Regular Expressions for email address (lengthy)

  • Thread starter Thread starter _AnonCoward
  • Start date Start date
A

_AnonCoward

I've looked around for awhile now for a solid email regexp string and there doesn't seem to be a consensus on what such a pattern would look like. A common approach is something along these lines:
^[a-zA-Z_0-9\.\-]+@[a-zA-Z_0-9\-]+(\.([a-zA-Z_0-9\-])+)*[a-zA-Z]{2,4}$
However, in researching the W3C documentation (RFC822 to be specific - http://www.w3.org/Protocols/rfc822/#z66), I determined this is not consistent with those specs and so I've come up with the following approach. Could others look this over and offer feed back? Thanx.

Per RFC822, an email address matches this pattern:
LOCAL-PART @ DOMAIN
The definition for LOCAL-PART is:
word *("." word)
Or in other words, a pattern of characters delimited by periods. The definition for "word" is either a "quoted-string" or an "atom".

A "quoted-string" is pretty much what it sounds like: a pair of double quotes enclosing a text string consisting of zero or more characters. The characters can either be "qtext" or a "quoted-pair". For qtext characters, the only limitations is that they may not be a double quote, a back slash or a CR (ASCII 13). A quoted-pair is "\" followed by any character.
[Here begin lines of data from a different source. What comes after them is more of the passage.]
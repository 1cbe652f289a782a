//! Segment 数据集：按 CellKey 寻址的单元格值
//!
//! - Dense：平铺 `Vec<f64>` + 存在位图，offset = Σ ordinal[i] * multiplier[i]，最后一个轴变化最快
//! - Sparse：`HashMap<CellKey, f64>`，只存有值的单元格
//!
//! 选择规则：`(possible - count_threshold) * density_threshold > actual` 时用稀疏。

pub mod codec;

pub use codec::SegmentBody;

use std::collections::HashMap;

use tracing::trace;

use crate::bitkey::BitKey;
use crate::cell_key::CellKey;
use crate::config::EngineConfig;

// ── Dense ─────────────────────────────────────────────────────────────────────

#[derive(Debug, Clone)]
pub struct DenseDataset {
    axis_lengths: Vec<usize>,
    multipliers:  Vec<usize>,
    values:       Vec<f64>,
    /// 置位 = 该单元格有值
    present:      BitKey,
}

impl DenseDataset {
    pub fn new(axis_lengths: &[usize]) -> Self {
        let mut multipliers = vec![1usize; axis_lengths.len()];
        for i in (0..axis_lengths.len().saturating_sub(1)).rev() {
            multipliers[i] = multipliers[i + 1] * axis_lengths[i + 1];
        }
        let total: usize = axis_lengths.iter().product();
        Self {
            axis_lengths: axis_lengths.to_vec(),
            multipliers,
            values:       vec![0.0; total],
            present:      BitKey::new(total),
        }
    }

    pub fn multipliers(&self) -> &[usize] { &self.multipliers }

    pub fn total_cells(&self) -> usize { self.values.len() }

    fn offset(&self, key: &CellKey) -> usize {
        check_bounds(&self.axis_lengths, key);
        key.offset(&self.multipliers)
    }

    fn key_at(&self, mut offset: usize) -> CellKey {
        let mut key = CellKey::new(self.axis_lengths.len());
        for (axis, m) in self.multipliers.iter().enumerate() {
            key.set_axis(axis, offset / m);
            offset %= m;
        }
        key
    }
}

// ── Sparse ────────────────────────────────────────────────────────────────────

#[derive(Debug, Clone)]
pub struct SparseDataset {
    axis_lengths: Vec<usize>,
    cells:        HashMap<CellKey, f64>,
}

impl SparseDataset {
    pub fn new(axis_lengths: &[usize]) -> Self {
        Self { axis_lengths: axis_lengths.to_vec(), cells: HashMap::new() }
    }
}

fn check_bounds(axis_lengths: &[usize], key: &CellKey) {
    assert_eq!(
        key.size(), axis_lengths.len(),
        "cell key {key} has {} axes, segment has {}", key.size(), axis_lengths.len(),
    );
    for (axis, (&ord, &len)) in key.ordinals().iter().zip(axis_lengths).enumerate() {
        assert!(ord < len, "cell key {key}: axis {axis} ordinal {ord} out of bounds (length {len})");
    }
}

// ── SegmentDataset ────────────────────────────────────────────────────────────

#[derive(Debug, Clone)]
pub enum SegmentDataset {
    Dense(DenseDataset),
    Sparse(SparseDataset),
}

impl SegmentDataset {
    /// 按预计单元格数和配置阈值选择稠密或稀疏
    pub fn choose(axis_lengths: &[usize], expected_cells: usize, cfg: &EngineConfig) -> Self {
        let possible = axis_lengths.iter().try_fold(1usize, |acc, &len| acc.checked_mul(len));
        let sparse = match possible {
            // 乘积溢出，稠密数组不可能分配
            None => true,
            Some(possible) => {
                (possible as f64 - cfg.sparse_segment_count_threshold as f64)
                    * cfg.sparse_segment_density_threshold
                    > expected_cells as f64
            }
        };
        trace!(?axis_lengths, ?possible, expected_cells, sparse, "segment dataset chosen");
        if sparse {
            Self::Sparse(SparseDataset::new(axis_lengths))
        } else {
            Self::Dense(DenseDataset::new(axis_lengths))
        }
    }

    pub fn is_sparse(&self) -> bool { matches!(self, Self::Sparse(_)) }

    pub fn axis_lengths(&self) -> &[usize] {
        match self {
            Self::Dense(d)  => &d.axis_lengths,
            Self::Sparse(s) => &s.axis_lengths,
        }
    }

    /// 写入单元格，返回旧值；key 越界会 panic
    pub fn put(&mut self, key: &CellKey, value: f64) -> Option<f64> {
        match self {
            Self::Dense(d) => {
                let off = d.offset(key);
                let old = d.present.get(off).then(|| d.values[off]);
                d.values[off] = value;
                d.present.set(off);
                old
            }
            Self::Sparse(s) => {
                check_bounds(&s.axis_lengths, key);
                s.cells.insert(key.clone(), value)
            }
        }
    }

    pub fn get(&self, key: &CellKey) -> Option<f64> {
        match self {
            Self::Dense(d) => {
                let off = d.offset(key);
                d.present.get(off).then(|| d.values[off])
            }
            Self::Sparse(s) => {
                check_bounds(&s.axis_lengths, key);
                s.cells.get(key).copied()
            }
        }
    }

    /// 有值单元格个数
    pub fn cell_count(&self) -> usize {
        match self {
            Self::Dense(d)  => d.present.cardinality(),
            Self::Sparse(s) => s.cells.len(),
        }
    }

    /// 所有有值单元格，按行主序（最后一个轴最快）排列
    pub fn cells(&self) -> Vec<(CellKey, f64)> {
        match self {
            Self::Dense(d) => d.present.iter().map(|off| (d.key_at(off), d.values[off])).collect(),
            Self::Sparse(s) => {
                let mut out: Vec<_> = s.cells.iter().map(|(k, v)| (k.clone(), *v)).collect();
                out.sort_by(|a, b| a.0.ordinals().cmp(b.0.ordinals()));
                out
            }
        }
    }
}
//! Segment body 的二进制序列化
//!
//! ```text
//! ┌──────────────────────────────────────┐
//! │ MAGIC        (8 bytes) "RSEGBODY"    │
//! │ version      (u32 LE) = 1            │
//! │ kind         (u8)  0=dense 1=sparse  │
//! │ compression  (u8)  0=none  1=lz4     │
//! │ axis_count   (u32 LE)                │
//! │ axis_lengths (u64 LE × axis_count)   │
//! │ uncomp_size  (u32 LE)                │
//! │ payload      (compressed)            │
//! │ CRC32        (u32 LE)                │
//! └──────────────────────────────────────┘
//! ```
//!
//! payload：
//! - dense：cell 总数个 f64 + 存在位图（bit-packed，每字节低位在前）
//! - sparse：entry 数 (u64) + 每条 (ordinal u64 × axis_count, f64)，按行主序

use std::io::{self, Read};

use byteorder::{LittleEndian, ReadBytesExt, WriteBytesExt};
use tracing::debug;

use crate::cell_key::CellKey;
use crate::common::{OlapError, Result};
use crate::compression;
use crate::config::CompressionType;
use super::{DenseDataset, SegmentDataset, SparseDataset};

const MAGIC: &[u8; 8] = b"RSEGBODY";
const VERSION: u32     = 1;

const KIND_DENSE:  u8 = 0;
const KIND_SPARSE: u8 = 1;

/// header 固定部分 + CRC
const MIN_LEN: usize = 8 + 4 + 1 + 1 + 4 + 4 + 4;

fn io_err(e: io::Error) -> OlapError {
    OlapError::Codec(e.to_string())
}

pub struct SegmentBody;

impl SegmentBody {
    pub fn encode(dataset: &SegmentDataset, compression: CompressionType) -> Result<Vec<u8>> {
        let axes = dataset.axis_lengths();
        let (kind, raw) = match dataset {
            SegmentDataset::Dense(d)  => (KIND_DENSE, encode_dense(d).map_err(io_err)?),
            SegmentDataset::Sparse(_) => (KIND_SPARSE, encode_sparse(dataset).map_err(io_err)?),
        };
        let uncomp_size = u32::try_from(raw.len())
            .map_err(|_| OlapError::Codec(format!("segment payload too large: {} bytes", raw.len())))?;
        let packed = compression::compress(&raw, compression)?;

        let mut out = Vec::with_capacity(MIN_LEN + axes.len() * 8 + packed.len());
        out.extend_from_slice(MAGIC);
        out.write_u32::<LittleEndian>(VERSION).map_err(io_err)?;
        out.write_u8(kind).map_err(io_err)?;
        out.write_u8(compression.tag()).map_err(io_err)?;
        out.write_u32::<LittleEndian>(axes.len() as u32).map_err(io_err)?;
        for &len in axes {
            out.write_u64::<LittleEndian>(len as u64).map_err(io_err)?;
        }
        out.write_u32::<LittleEndian>(uncomp_size).map_err(io_err)?;
        out.extend_from_slice(&packed);

        let crc = crc32fast::hash(&out);
        out.write_u32::<LittleEndian>(crc).map_err(io_err)?;
        debug!(
            kind, cells = dataset.cell_count(), raw = raw.len(), bytes = out.len(),
            "segment body encoded"
        );
        Ok(out)
    }

    pub fn decode(data: &[u8]) -> Result<SegmentDataset> {
        if data.len() < MIN_LEN {
            return Err(OlapError::Codec(format!("segment body too short: {} bytes", data.len())));
        }
        if &data[..8] != MAGIC {
            return Err(OlapError::Codec("bad segment body magic".into()));
        }
        let body_end = data.len() - 4;
        let mut trailer = &data[body_end..];
        let stored_crc = trailer.read_u32::<LittleEndian>().map_err(io_err)?;
        if stored_crc != crc32fast::hash(&data[..body_end]) {
            return Err(OlapError::ChecksumMismatch);
        }

        let mut r = &data[8..body_end];
        let version = r.read_u32::<LittleEndian>().map_err(io_err)?;
        if version != VERSION {
            return Err(OlapError::Codec(format!("unsupported segment body version {version}")));
        }
        let kind = r.read_u8().map_err(io_err)?;
        let tag  = r.read_u8().map_err(io_err)?;
        let compression = CompressionType::from_tag(tag)
            .ok_or_else(|| OlapError::Codec(format!("unknown compression tag {tag}")))?;
        let axis_count = r.read_u32::<LittleEndian>().map_err(io_err)? as usize;
        let mut axes = Vec::with_capacity(axis_count.min(64));
        for _ in 0..axis_count {
            let len = r.read_u64::<LittleEndian>().map_err(io_err)?;
            axes.push(usize::try_from(len).map_err(|_| OlapError::Codec(format!("axis length {len}")))?);
        }
        let uncomp_size = r.read_u32::<LittleEndian>().map_err(io_err)? as usize;
        let raw = compression::decompress(r, compression, uncomp_size)?;

        match kind {
            KIND_DENSE  => decode_dense(&axes, &raw),
            KIND_SPARSE => decode_sparse(&axes, &raw),
            other => Err(OlapError::Codec(format!("unknown segment kind {other}"))),
        }
    }
}

// ── dense ─────────────────────────────────────────────────────────────────────

fn encode_dense(d: &DenseDataset) -> io::Result<Vec<u8>> {
    let n = d.total_cells();
    let mut out = Vec::with_capacity(n * 8 + n.div_ceil(8));
    for &v in &d.values {
        out.write_f64::<LittleEndian>(v)?;
    }
    let mut bitmap = vec![0u8; n.div_ceil(8)];
    for off in d.present.iter() {
        bitmap[off / 8] |= 1 << (off % 8);
    }
    out.extend_from_slice(&bitmap);
    Ok(out)
}

fn decode_dense(axes: &[usize], raw: &[u8]) -> Result<SegmentDataset> {
    let total = axes.iter()
        .try_fold(1usize, |acc, &len| acc.checked_mul(len))
        .ok_or_else(|| OlapError::Codec(format!("dense axes {axes:?} overflow")))?;
    let expected = total.checked_mul(8)
        .and_then(|b| b.checked_add(total.div_ceil(8)))
        .ok_or_else(|| OlapError::Codec(format!("dense axes {axes:?} overflow")))?;
    if raw.len() != expected {
        return Err(OlapError::Codec(format!(
            "dense payload is {} bytes, expected {} cells", raw.len(), total,
        )));
    }
    let mut d = DenseDataset::new(axes);
    let mut r = &raw[..total * 8];
    for v in d.values.iter_mut() {
        *v = r.read_f64::<LittleEndian>().map_err(io_err)?;
    }
    let bitmap = &raw[total * 8..];
    for off in 0..total {
        if bitmap[off / 8] & (1 << (off % 8)) != 0 {
            d.present.set(off);
        }
    }
    Ok(SegmentDataset::Dense(d))
}

// ── sparse ────────────────────────────────────────────────────────────────────

fn encode_sparse(dataset: &SegmentDataset) -> io::Result<Vec<u8>> {
    let cells = dataset.cells();
    let mut out = Vec::new();
    out.write_u64::<LittleEndian>(cells.len() as u64)?;
    for (key, value) in &cells {
        for &ord in key.ordinals() {
            out.write_u64::<LittleEndian>(ord as u64)?;
        }
        out.write_f64::<LittleEndian>(*value)?;
    }
    Ok(out)
}

fn decode_sparse(axes: &[usize], raw: &[u8]) -> Result<SegmentDataset> {
    let mut r = raw;
    let count = r.read_u64::<LittleEndian>().map_err(io_err)?;
    let mut s = SparseDataset::new(axes);
    let mut ordinals = vec![0usize; axes.len()];
    for _ in 0..count {
        for (axis, slot) in ordinals.iter_mut().enumerate() {
            let ord = r.read_u64::<LittleEndian>().map_err(io_err)? as usize;
            if ord >= axes[axis] {
                return Err(OlapError::Codec(format!(
                    "sparse cell ordinal {ord} exceeds axis {axis} length {}", axes[axis],
                )));
            }
            *slot = ord;
        }
        let value = r.read_f64::<LittleEndian>().map_err(io_err)?;
        s.cells.insert(CellKey::from_ordinals(&ordinals), value);
    }
    let mut rest = Vec::new();
    r.read_to_end(&mut rest).map_err(io_err)?;
    if !rest.is_empty() {
        return Err(OlapError::Codec(format!("{} trailing bytes after sparse cells", rest.len())));
    }
    Ok(SegmentDataset::Sparse(s))
}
An atom on the other hand is a string of zero or more chararacters that is best described by what's disallowed rather that what's permissible. An atom may contain any character except the following:
control chars (ASCII 0 to ASCII 31{HEX: x1F})
space char (ASCII 32 {HEX: x20})
any of the following "special" characters:
()<>@,;:\".[]
In my opinion, that allows for some genuinely odd possibilities for the local part of email addresses that are both counter-intuitive and unlikely in the extreme:
"a quoted string containing \"()<>@\" followed by".a-string_of#atom~characters.followed/by~"another quoted string"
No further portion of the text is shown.